◆ TRY IT
Whenever "right" occurs in a line of the material, list that line.

◆ GIVEN ENTRIES
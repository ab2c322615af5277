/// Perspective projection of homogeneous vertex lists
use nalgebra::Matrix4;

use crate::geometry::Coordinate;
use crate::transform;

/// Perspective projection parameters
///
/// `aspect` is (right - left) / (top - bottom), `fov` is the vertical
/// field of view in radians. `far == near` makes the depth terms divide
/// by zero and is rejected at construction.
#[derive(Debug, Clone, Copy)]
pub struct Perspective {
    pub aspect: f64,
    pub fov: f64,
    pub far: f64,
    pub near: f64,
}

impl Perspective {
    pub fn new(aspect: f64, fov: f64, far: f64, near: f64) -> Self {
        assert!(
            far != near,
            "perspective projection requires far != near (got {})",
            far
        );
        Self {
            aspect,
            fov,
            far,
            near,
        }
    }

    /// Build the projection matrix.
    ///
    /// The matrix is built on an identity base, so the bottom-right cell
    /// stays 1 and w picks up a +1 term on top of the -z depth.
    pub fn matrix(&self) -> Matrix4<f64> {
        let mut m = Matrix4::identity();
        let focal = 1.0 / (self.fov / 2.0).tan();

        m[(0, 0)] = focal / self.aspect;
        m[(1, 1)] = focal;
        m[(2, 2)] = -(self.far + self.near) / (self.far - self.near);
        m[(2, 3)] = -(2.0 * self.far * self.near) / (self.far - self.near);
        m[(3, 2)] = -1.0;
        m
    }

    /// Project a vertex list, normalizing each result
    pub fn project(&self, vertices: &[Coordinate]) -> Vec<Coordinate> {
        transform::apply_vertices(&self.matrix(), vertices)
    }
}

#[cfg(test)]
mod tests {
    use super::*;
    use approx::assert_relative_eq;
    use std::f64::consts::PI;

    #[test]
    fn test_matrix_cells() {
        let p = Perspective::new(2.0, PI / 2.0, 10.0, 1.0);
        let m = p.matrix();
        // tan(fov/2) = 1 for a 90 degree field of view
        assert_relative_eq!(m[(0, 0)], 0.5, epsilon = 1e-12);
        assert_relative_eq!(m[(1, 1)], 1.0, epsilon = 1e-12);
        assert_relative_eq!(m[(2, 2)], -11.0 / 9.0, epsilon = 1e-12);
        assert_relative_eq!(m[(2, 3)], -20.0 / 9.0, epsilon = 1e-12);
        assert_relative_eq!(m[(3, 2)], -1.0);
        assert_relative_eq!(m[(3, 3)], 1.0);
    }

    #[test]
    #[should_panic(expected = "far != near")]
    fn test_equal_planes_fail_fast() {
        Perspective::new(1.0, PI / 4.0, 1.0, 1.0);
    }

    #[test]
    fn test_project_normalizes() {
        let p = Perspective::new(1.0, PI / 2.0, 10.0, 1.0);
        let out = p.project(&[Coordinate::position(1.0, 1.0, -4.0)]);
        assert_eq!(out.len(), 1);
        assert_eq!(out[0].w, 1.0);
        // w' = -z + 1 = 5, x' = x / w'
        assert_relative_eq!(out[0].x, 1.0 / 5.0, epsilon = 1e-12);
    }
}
--
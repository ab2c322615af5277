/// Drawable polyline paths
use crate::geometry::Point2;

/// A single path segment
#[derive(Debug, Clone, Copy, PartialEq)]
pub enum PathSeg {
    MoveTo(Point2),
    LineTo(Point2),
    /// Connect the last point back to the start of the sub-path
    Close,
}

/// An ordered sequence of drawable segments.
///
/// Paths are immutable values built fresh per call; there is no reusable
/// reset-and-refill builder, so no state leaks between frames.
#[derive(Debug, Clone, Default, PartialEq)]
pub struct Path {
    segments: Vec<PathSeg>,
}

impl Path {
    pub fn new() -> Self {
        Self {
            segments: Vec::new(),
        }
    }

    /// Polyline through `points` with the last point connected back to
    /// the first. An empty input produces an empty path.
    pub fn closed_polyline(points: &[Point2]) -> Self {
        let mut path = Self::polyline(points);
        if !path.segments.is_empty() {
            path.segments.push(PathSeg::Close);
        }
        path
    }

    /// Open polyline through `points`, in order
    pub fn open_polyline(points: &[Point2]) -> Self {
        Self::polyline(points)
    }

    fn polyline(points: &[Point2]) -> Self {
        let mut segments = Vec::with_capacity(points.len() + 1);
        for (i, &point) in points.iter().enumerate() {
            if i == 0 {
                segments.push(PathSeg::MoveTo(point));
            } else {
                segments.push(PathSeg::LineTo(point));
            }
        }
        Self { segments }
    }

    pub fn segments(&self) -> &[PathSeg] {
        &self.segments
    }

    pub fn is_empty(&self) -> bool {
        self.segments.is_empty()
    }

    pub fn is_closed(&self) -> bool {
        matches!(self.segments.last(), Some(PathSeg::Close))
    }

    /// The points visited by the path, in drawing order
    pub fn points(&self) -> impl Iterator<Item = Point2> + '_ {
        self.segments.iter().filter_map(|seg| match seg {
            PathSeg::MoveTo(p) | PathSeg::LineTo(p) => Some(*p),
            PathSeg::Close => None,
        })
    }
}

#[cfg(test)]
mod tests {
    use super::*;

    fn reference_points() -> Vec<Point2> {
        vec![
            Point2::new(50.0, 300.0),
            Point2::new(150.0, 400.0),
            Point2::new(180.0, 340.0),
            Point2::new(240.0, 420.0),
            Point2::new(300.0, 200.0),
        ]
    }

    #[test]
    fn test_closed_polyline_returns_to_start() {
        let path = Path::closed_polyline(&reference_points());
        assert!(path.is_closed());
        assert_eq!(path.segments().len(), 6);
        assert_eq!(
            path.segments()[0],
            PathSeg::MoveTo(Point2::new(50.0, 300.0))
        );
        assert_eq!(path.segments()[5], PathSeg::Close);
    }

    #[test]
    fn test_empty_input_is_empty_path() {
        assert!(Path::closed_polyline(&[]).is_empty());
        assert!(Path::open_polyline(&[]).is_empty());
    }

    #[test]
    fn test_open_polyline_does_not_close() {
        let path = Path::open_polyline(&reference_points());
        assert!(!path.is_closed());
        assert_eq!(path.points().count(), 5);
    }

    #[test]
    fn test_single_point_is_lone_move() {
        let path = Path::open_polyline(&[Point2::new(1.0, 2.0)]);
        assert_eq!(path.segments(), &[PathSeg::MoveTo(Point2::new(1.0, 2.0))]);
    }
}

◆ ANSWER TO THE EXERCISE
/// `aspect` is (right - left) / (top - bottom), `fov` is the vertical
    /// The matrix is built on an identity base, so the bottom-right cell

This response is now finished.